Sunday, 4 October 2009

The Davos Plan


I devised a plan for our Davos debate this week, although you can guarantee the title and format will change as I work with the forum and the gender equality project to tweak and re-tweak. Here are some excerpts from the summary document. Ideas welcomed! (This picture is from last year's CNBC Davos debate with Maria Bartiromo, of whom I'm a huge fan.)



NEW LEADERSHIP DNA: Could women be the next decade’s profit playbook?


  • I'm told a UN report concludes that if we progress towards gender equality at the current rate we will reach it just beyond the year 4000. I'm not that patient.

  • Asking organisations to address the problem because it’s the right thing to do hasn’t worked. We need a new strategy.

  • Women often distance themselves from gender discussions in the workplace because they’re considered distractions from the company’s critical mission. It’s time to change the conversation.

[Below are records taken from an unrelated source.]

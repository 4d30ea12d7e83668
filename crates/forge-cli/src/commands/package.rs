use super::{archive_format, write_outputs};
use crate::GlobalOpts;
use anyhow::Result;
use clap::Args;
use forge_manifest::ArchiveFormat;
use forge_package::{package_all_with_summary, PackageOptions, PackagedArtifact};
use std::path::{Path, PathBuf};

#[derive(Args, Debug, Clone)]
pub struct PackageCommand {
    /// Directory containing one subdirectory per plugin (default: package.source-dir or ./plugins)
    pub dir: Option<PathBuf>,

    /// Where archives are written (default: package.output-dir or ./dist)
    #[arg(short, long, value_name = "DIR")]
    pub output: Option<PathBuf>,

    /// Archive format: zip or tar.gz
    #[arg(short, long)]
    pub format: Option<ArchiveFormat>,

    /// Succeed with whatever packaged even if some plugins failed
    #[arg(long)]
    pub best_effort: bool,
}

/// Package every plugin and report the result
pub fn package_root(
    root: &Path,
    output: &Path,
    options: &PackageOptions,
) -> Result<Vec<PackagedArtifact>> {
    forge_logger::step(&format!(
        "Packaging plugins from {} into {} ({})",
        root.display(),
        output.display(),
        options.format
    ));
    let outcome = package_all_with_summary(root, output, options)?;
    let summary = outcome.summary;
    forge_logger::info(&format!(
        "Packaged {} of {} plugin(s), {} failed",
        summary.packaged, summary.discovered, summary.failed
    ));
    Ok(outcome.into_result(options.best_effort)?)
}

pub fn handle_package(cmd: PackageCommand, opts: &GlobalOpts) -> Result<()> {
    let config = opts.load_config()?;
    let root = cmd.dir.unwrap_or_else(|| config.source_dir());
    let output = cmd.output.unwrap_or_else(|| config.output_dir());
    let options = PackageOptions {
        format: archive_format(cmd.format, &config)?,
        best_effort: cmd.best_effort,
    };

    let artifacts = package_root(&root, &output, &options)?;
    for artifact in &artifacts {
        println!(
            "{}  {}  {} bytes",
            artifact.checksum,
            artifact.archive_path.display(),
            artifact.size_bytes
        );
    }
    write_outputs(&artifacts, None);
    Ok(())
}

CNBC, the World Economic Forum’s Gender Parity Programme and the Gender Equality Project co-founded by Nicole Schwab and Aniela Unguresan are joining forces in Davos 2010 to prove parity equals profits. We’re challenging two talented debating teams to pitch their best ideas for convincing CEOs that gender equality pays dividends and we’re encouraging them to inspire and entertain delegates in the process. CNBC will televise the debate as a half-hour Davos special, air it globally, stream it on CNBC.com and rotate highlights in primetime for a fortnight after the event. The debate will be energetic, enjoyable and inclusive: We’ll approach the subject from a profit-seeking perspective and dispel the myth that gender equality is simply a woman’s issue.

The Format

CNBC is compiling two teams of business and political leaders – one all female and the other all male - and challenging them to try to convince CEO delegates that gender parity delivers profits. We’ll also ask them to devise game changing ideas for popularising gender equality within the workplace. We want strategies for making gender equality an exciting top priority and making ‘more women in the boardroom’ the enlightened new innovation of high-performing corporations.

While the male team presents its ideas, the female team will sit in a sound-proofed room then the female team will have its turn.

Throughout the challenge, our high-powered jury and opinionated audience will question, critique and applaud the ideas and eventually vote on which of them should be adopted by global corporations.